今月の学校図書館


2019/09/07

世田谷区立瀬田中学校

Tweet ThisSend to Facebook | by 村上
 7月末、機会を得て世田谷区内の学校図書館を見学することができました。世田谷地区に附属学校がある司書3人が伺ったのは、教職員とも生徒ともとてもいい関係を築きつつ、特色ある活動をされているという瀬田中学校です。利用者が不在の時間帯でしたが、様々な工夫が凝らされた図書館で、司書である衛藤さんのお話を伺い、ここを楽しく使っている生徒の様子が目に浮かびました。そこで、その一端を記事にしていただきました。


1.概要

 世田谷区立瀬田中学校は、東急田園都市線二子玉川駅から徒歩12分、東急大井町線上野毛駅から徒歩12分の住宅街にあります。生徒数は約360名、学級数は10クラスです。図書館は校舎二階で、蔵書数は約1万3千冊あります。閲覧室2つと前室で構成され、1室で授業や学習に利用しながら、もう1室や前室を読書に使うという分け方ができるのが特徴です。







2.すべては生徒とのコミュニケーションから得られる

 世田谷区では株式会社リブネットが委託で小中学校全校への司書の常駐を担っています。いつでも司書がいる図書館を実現している公立校は、全国的に見ても少ないのが現状です。
 世田谷区は図書館の活用において恵まれた環境が整えられているので、生徒の読書や調べものの相談に対してリアルタイムで応じることができます。
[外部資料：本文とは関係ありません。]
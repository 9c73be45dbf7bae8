use super::{Bitboard, CastlingRights, Color, Piece, Square};
use crate::zobrist::ZOBRIST;

/// A chess position.
///
/// Twelve disjoint piece bitboards, the per-color and combined occupancy derived from them,
/// the side to move, castling rights, the en passant target and an incrementally maintained
/// Zobrist hash. `Board` is `Copy`: applying a move returns a new value and backtracking is
/// simply dropping it.
#[derive(Clone, Copy, Debug, PartialEq, Eq)]
pub struct Board {
    pub(crate) pieces: [[Bitboard; 6]; 2],
    pub(crate) occupied: [Bitboard; 2],
    pub(crate) all_occupied: Bitboard,
    pub(crate) side_to_move: Color,
    pub(crate) castling_rights: CastlingRights,
    pub(crate) en_passant_target: Option<Square>,
    pub(crate) hash: u64, // Zobrist hash
}

const BACK_RANK: [Piece; 8] = [
    Piece::Rook,
    Piece::Knight,
    Piece::Bishop,
    Piece::Queen,
    Piece::King,
    Piece::Bishop,
    Piece::Knight,
    Piece::Rook,
];

impl Board {
    /// The standard starting position.
    #[must_use]
    pub fn new() -> Self {
        let mut board = Board::empty();
        for (file, piece) in (0u8..).zip(BACK_RANK) {
            board.put(Square::from_index(file), Color::White, piece);
            board.put(Square::from_index(56 + file), Color::Black, piece);
            board.put(Square::from_index(8 + file), Color::White, Piece::Pawn);
            board.put(Square::from_index(48 + file), Color::Black, Piece::Pawn);
        }
        board.castling_rights = CastlingRights::all();
        board.hash = board.calculate_hash();
        board
    }

    pub(crate) fn empty() -> Self {
        Board {
            pieces: [[Bitboard::EMPTY; 6]; 2],
            occupied: [Bitboard::EMPTY; 2],
            all_occupied: Bitboard::EMPTY,
            side_to_move: Color::White,
            castling_rights: CastlingRights::none(),
            en_passant_target: None,
            hash: 0,
        }
    }

    #[inline]
    #[must_use]
    pub fn hash(&self) -> u64 {
        self.hash
    }

    #[inline]
    #[must_use]
    pub fn side_to_move(&self) -> Color {
        self.side_to_move
    }

    #[inline]
    #[must_use]
    pub fn white_to_move(&self) -> bool {
        self.side_to_move == Color::White
    }

    #[inline]
    #[must_use]
    pub fn castling_rights(&self) -> CastlingRights {
        self.castling_rights
    }

    /// Square a pawn passed over with the last double push, if any.
    #[inline]
    #[must_use]
    pub fn en_passant(&self) -> Option<Square> {
        self.en_passant_target
    }

    #[inline]
    #[must_use]
    pub fn pieces(&self, color: Color, piece: Piece) -> Bitboard {
        self.pieces[color.index()][piece.index()]
    }

    #[inline]
    #[must_use]
    pub fn occupied_by(&self, color: Color) -> Bitboard {
        self.occupied[color.index()]
    }

    #[inline]
    #[must_use]
    pub fn occupied(&self) -> Bitboard {
        self.all_occupied
    }

    /// Square of `color`'s king, if it has one.
    #[inline]
    #[must_use]
    pub fn king_square(&self, color: Color) -> Option<Square> {
        self.pieces(color, Piece::King).lsb()
    }

    /// Color and kind of the piece on `sq`.
    #[must_use]
    pub fn piece_at(&self, sq: Square) -> Option<(Color, Piece)> {
        let color = Color::BOTH
            .into_iter()
            .find(|&c| self.occupied[c.index()].contains(sq))?;
        Piece::ALL
            .into_iter()
            .find(|&p| self.pieces(color, p).contains(sq))
            .map(|p| (color, p))
    }

    /// Kind of the piece on `sq`, whichever side owns it.
    #[must_use]
    pub fn find_piece(&self, sq: Square) -> Option<Piece> {
        self.piece_at(sq).map(|(_, piece)| piece)
    }

    /// XOR `piece` of `color` on `sq` into every bitboard and the hash.
    #[inline]
    pub(crate) fn toggle_piece(&mut self, sq: Square, color: Color, piece: Piece) {
        let bit = Bitboard::from_square(sq);
        self.pieces[color.index()][piece.index()] ^= bit;
        self.occupied[color.index()] ^= bit;
        self.all_occupied ^= bit;
        self.hash ^= ZOBRIST.piece(color, piece, sq);
    }

    /// Place a piece without touching the hash; for building positions before hashing.
    pub(crate) fn put(&mut self, sq: Square, color: Color, piece: Piece) {
        let bit = Bitboard::from_square(sq);
        self.pieces[color.index()][piece.index()] |= bit;
        self.occupied[color.index()] |= bit;
        self.all_occupied |= bit;
    }

    /// Compute the Zobrist hash from scratch.
    #[must_use]
    pub fn calculate_hash(&self) -> u64 {
        let mut hash = 0;
        for color in Color::BOTH {
            for piece in Piece::ALL {
                for sq in self.pieces(color, piece).iter() {
                    hash ^= ZOBRIST.piece(color, piece, sq);
                }
            }
        }
        if self.side_to_move == Color::Black {
            hash ^= ZOBRIST.black_to_move_key;
        }
        hash ^= ZOBRIST.castling(self.castling_rights);
        if let Some(ep) = self.en_passant_target {
            hash ^= ZOBRIST.en_passant(ep);
        }
        hash
    }

    /// Number of knights, bishops, rooks and queens `color` has.
    #[must_use]
    pub(crate) fn non_pawn_material_count(&self, color: Color) -> u32 {
        [Piece::Knight, Piece::Bishop, Piece::Rook, Piece::Queen]
            .into_iter()
            .map(|piece| self.pieces(color, piece).popcount())
            .sum()
    }

    /// Check the structural invariants: disjoint piece sets, consistent occupancy and hash.
    #[must_use]
    pub fn is_consistent(&self) -> bool {
        let mut seen = Bitboard::EMPTY;
        for color in Color::BOTH {
            let mut union = Bitboard::EMPTY;
            for piece in Piece::ALL {
                let set = self.pieces(color, piece);
                if !(seen & set).is_empty() {
                    return false;
                }
                seen |= set;
                union |= set;
            }
            if union != self.occupied_by(color) {
                return false;
            }
        }
        seen == self.all_occupied
            && (self.occupied[0] | self.occupied[1]) == self.all_occupied
            && self.calculate_hash() == self.hash
    }
}

impl Default for Board {
    fn default() -> Self {
        Board::new()
    }
}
 瀬田中学校では本のリクエストがとても多く、「あの本の続きはまだか」「こんな本が読みたい」など選書が追いつかない勢いで要望が寄せられます。日ごろから読んだ本の感想を生徒に聞いているのはもちろん、司書の方から「こんな本を買おうと思っているのだけれど、興味がある?」という相談をもちかけることも多いです。
 授業で先生から本が紹介されることもあれば、休み時間には生徒おすすめの本を先生が借りていかれることもあります。瀬田中学校図書館の大切な方針の一つは“双方向の読書活動”と言えるかもしれません。
 
 返す本は生徒自身で棚に戻してくれますが、「面白かった」「ふつう」「いまいち」という感想を表現する返却箱も用意してありますので、司書としては「面白かった」点だけでなく「いまいち」だった点を教えてもらえるのが貴重です。

 図書委員会が作った本紹介コーナーには、心に響いた紹介や興味を持った本に一般生徒が「いいね」の札を投じる遊び心があります。本の選び方や展示場所、飾り方や呼びかけが票獲得に影響しますので、委員さんたちの工夫から将来の社会・経済活動へ繋がりそうな発想が感じられて、楽しく見守らせていただいています。

 学習内容は先生方に事前リサーチをしておきますが、生徒たちに「今何を教わっているの?」「次は何を教わるの?」と折に触れて聞くことで、「あれ苦手」だとか「ここの問題をもっと数多く解いて慣れたい」といった支援すべきポイントを得ています。「初詣に行く」という日常会話からヘアアレンジ資料の購入につながったこともありました。生徒との対話からすべてが組み立てられていく楽しさを感じられるのは、学校図書館ならではの喜びと言えるでしょう。